**DATA FOR REVIEW**
■ ■ ■ ■ ■ ■ ■

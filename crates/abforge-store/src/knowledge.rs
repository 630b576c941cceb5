//! Typed access to knowledge-base example artifacts
//!
//! Metadata lives in the `knowledge` collection, partitioned by category;
//! the byte content lives in the blob store under a key derived from the
//! artifact id. Record and blob are a coupled pair: created together,
//! deleted together.

use std::sync::Arc;

use abforge_core::ExampleArtifact;
use serde_json::Value;
use tracing::warn;

use crate::blob::BlobStore;
use crate::document::{DocumentStore, QueryFilter};
use crate::error::{StoreError, StoreResult};

/// Collection holding example artifact metadata
pub const KNOWLEDGE_COLLECTION: &str = "knowledge";

/// Category under which retrievable example scripts are filed
pub const KNOWLEDGE_CATEGORY: &str = "knowledge";

/// MIME type of action button scripts (IronPython)
pub const SCRIPT_MIME: &str = "text/x-python";

/// Blob key for an artifact, derived purely from its id
pub fn blob_key(artifact_id: &str) -> String {
    format!("knowledge/{artifact_id}")
}

/// Typed wrapper over the knowledge collection and its blobs
#[derive(Clone)]
pub struct KnowledgeStore {
    docs: Arc<dyn DocumentStore>,
    blobs: Arc<dyn BlobStore>,
}

impl KnowledgeStore {
    pub fn new(docs: Arc<dyn DocumentStore>, blobs: Arc<dyn BlobStore>) -> Self {
        Self { docs, blobs }
    }

    /// Store an artifact: blob first, then metadata. If the metadata write
    /// fails the blob is removed again so no orphan is left behind.
    pub async fn create(&self, artifact: &ExampleArtifact, content: &[u8]) -> StoreResult<()> {
        self.blobs
            .put(&artifact.file_path, &artifact.file_type, content.to_vec())
            .await?;

        let doc = serde_json::to_value(artifact)?;
        if let Err(e) = self
            .docs
            .create(KNOWLEDGE_COLLECTION, &artifact.category, &doc)
            .await
        {
            if let Err(cleanup) = self.blobs.delete(&artifact.file_path).await {
                warn!(
                    "Failed to clean up blob {} after metadata write failure: {}",
                    artifact.file_path, cleanup
                );
            }
            return Err(e);
        }
        Ok(())
    }

    /// List artifacts, optionally filtered by category and action button
    /// type, newest first
    pub async fn list(
        &self,
        category: Option<&str>,
        action_button_type: Option<&str>,
    ) -> StoreResult<Vec<ExampleArtifact>> {
        let mut filter = QueryFilter::new().newest_first_by("uploadedAt");
        if let Some(category) = category {
            filter = filter.field_equals("category", category);
        }
        if let Some(abt) = action_button_type {
            filter = filter.field_equals("actionButtonType", abt);
        }

        let docs = self.docs.query(KNOWLEDGE_COLLECTION, &filter).await?;
        docs.into_iter().map(from_document).collect()
    }

    /// Find one artifact by id, scanning across categories
    pub async fn find(&self, id: &str) -> StoreResult<Option<ExampleArtifact>> {
        let filter = QueryFilter::new().field_equals("id", id).limit(1);
        let mut matches = self.docs.query(KNOWLEDGE_COLLECTION, &filter).await?;
        match matches.pop() {
            Some(doc) => Ok(Some(from_document(doc)?)),
            None => Ok(None),
        }
    }

    /// Fetch the byte content for an artifact
    pub async fn content(&self, artifact: &ExampleArtifact) -> StoreResult<Vec<u8>> {
        self.blobs.get(&artifact.file_path).await
    }

    /// Delete an artifact and its blob. The blob goes first; if that
    /// fails the metadata stays so the pair never silently loses its
    /// content record.
    pub async fn delete(&self, id: &str) -> StoreResult<()> {
        let artifact = self.find(id).await?.ok_or_else(|| StoreError::NotFound {
            collection: KNOWLEDGE_COLLECTION.to_string(),
            id: id.to_string(),
        })?;

        match self.blobs.delete(&artifact.file_path).await {
            Ok(()) => {}
            // A missing blob is already the end state we want here
            Err(e) if e.is_not_found() => {}
            Err(e) => return Err(e),
        }

        self.docs
            .delete(KNOWLEDGE_COLLECTION, &artifact.id, &artifact.category)
            .await
    }

    /// Metadata query behind the example retriever: knowledge-category
    /// script artifacts for one action button type, newest first, capped.
    pub async fn latest_examples(
        &self,
        action_button_type: &str,
        limit: usize,
    ) -> StoreResult<Vec<ExampleArtifact>> {
        let filter = QueryFilter::new()
            .field_equals("category", KNOWLEDGE_CATEGORY)
            .field_equals("actionButtonType", action_button_type)
            .field_equals("fileType", SCRIPT_MIME)
            .newest_first_by("uploadedAt")
            .limit(limit);

        let docs = self.docs.query(KNOWLEDGE_COLLECTION, &filter).await?;
        docs.into_iter().map(from_document).collect()
    }
}

fn from_document(doc: Value) -> StoreResult<ExampleArtifact> {
    serde_json::from_value(doc).map_err(StoreError::from)
}

#[cfg(test)]
mod tests {
    use super::*;
    use crate::memory::{MemoryBlobStore, MemoryDocumentStore};
    use chrono::Utc;
    use uuid::Uuid;

    fn store() -> KnowledgeStore {
        KnowledgeStore::new(
            Arc::new(MemoryDocumentStore::new()),
            Arc::new(MemoryBlobStore::new()),
        )
    }

    fn artifact(abt: &str, file_type: &str) -> ExampleArtifact {
        let id = Uuid::new_v4().to_string();
        ExampleArtifact {
            file_path: blob_key(&id),
            id,
            category: KNOWLEDGE_CATEGORY.to_string(),
            action_button_type: abt.to_string(),
            file_name: "forecast_refresh.py".to_string(),
            file_type: file_type.to_string(),
            file_size: 8,
            description: Some("Refresh example".to_string()),
            uploaded_at: Utc::now(),
        }
    }

    #[tokio::test]
    async fn test_create_stores_pair() {
        let store = store();
        let artifact = artifact("forecast", SCRIPT_MIME);
        store.create(&artifact, b"print(1)").await.unwrap();

        let found = store.find(&artifact.id).await.unwrap().unwrap();
        assert_eq!(found, artifact);
        assert_eq!(store.content(&found).await.unwrap(), b"print(1)");
    }

    #[tokio::test]
    async fn test_delete_removes_pair() {
        let store = store();
        let artifact = artifact("forecast", SCRIPT_MIME);
        store.create(&artifact, b"print(1)").await.unwrap();

        store.delete(&artifact.id).await.unwrap();
        assert!(store.find(&artifact.id).await.unwrap().is_none());
        assert!(store.content(&artifact).await.unwrap_err().is_not_found());
    }

    #[tokio::test]
    async fn test_delete_missing_is_not_found() {
        let store = store();
        let err = store.delete("absent").await.unwrap_err();
        assert!(err.is_not_found());
    }

    #[tokio::test]
    async fn test_latest_examples_filters_and_caps() {
        let store = store();

        for _ in 0..4 {
            store
                .create(&artifact("forecast", SCRIPT_MIME), b"print(1)")
                .await
                .unwrap();
        }
        // Different type and non-script MIME must both be excluded
        store
            .create(&artifact("allocation", SCRIPT_MIME), b"print(2)")
            .await
            .unwrap();
        store
            .create(&artifact("forecast", "text/plain"), b"notes")
            .await
            .unwrap();

        let examples = store.latest_examples("forecast", 3).await.unwrap();
        assert_eq!(examples.len(), 3);
        assert!(examples
            .iter()
            .all(|a| a.action_button_type == "forecast" && a.file_type == SCRIPT_MIME));
    }

    #[tokio::test]
    async fn test_latest_examples_orders_newest_first() {
        let store = store();
        let mut older = artifact("forecast", SCRIPT_MIME);
        older.uploaded_at = Utc::now() - chrono::Duration::hours(2);
        older.file_name = "older.py".to_string();
        let newer = artifact("forecast", SCRIPT_MIME);

        store.create(&older, b"print(1)").await.unwrap();
        store.create(&newer, b"print(2)").await.unwrap();

        let examples = store.latest_examples("forecast", 3).await.unwrap();
        assert_eq!(examples[0].id, newer.id);
        assert_eq!(examples[1].id, older.id);
    }

    #[tokio::test]
    async fn test_list_with_filters() {
        let store = store();
        store
            .create(&artifact("forecast", SCRIPT_MIME), b"print(1)")
            .await
            .unwrap();
        store
            .create(&artifact("allocation", SCRIPT_MIME), b"print(2)")
            .await
            .unwrap();

        let all = store.list(None, None).await.unwrap();
        assert_eq!(all.len(), 2);

        let forecast = store.list(None, Some("forecast")).await.unwrap();
        assert_eq!(forecast.len(), 1);

        let knowledge = store.list(Some(KNOWLEDGE_CATEGORY), None).await.unwrap();
        assert_eq!(knowledge.len(), 2);
    }
}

■ ■ ■ ■ ■ ■ ■

**WORK TASK**
For each line above that contains the word "derived", give the line as it is written.

**RESPONSE FOR THIS EXERCISE**
//! the byte content lives in the blob store under a key derived from the
/// Blob key for an artifact, derived purely from its id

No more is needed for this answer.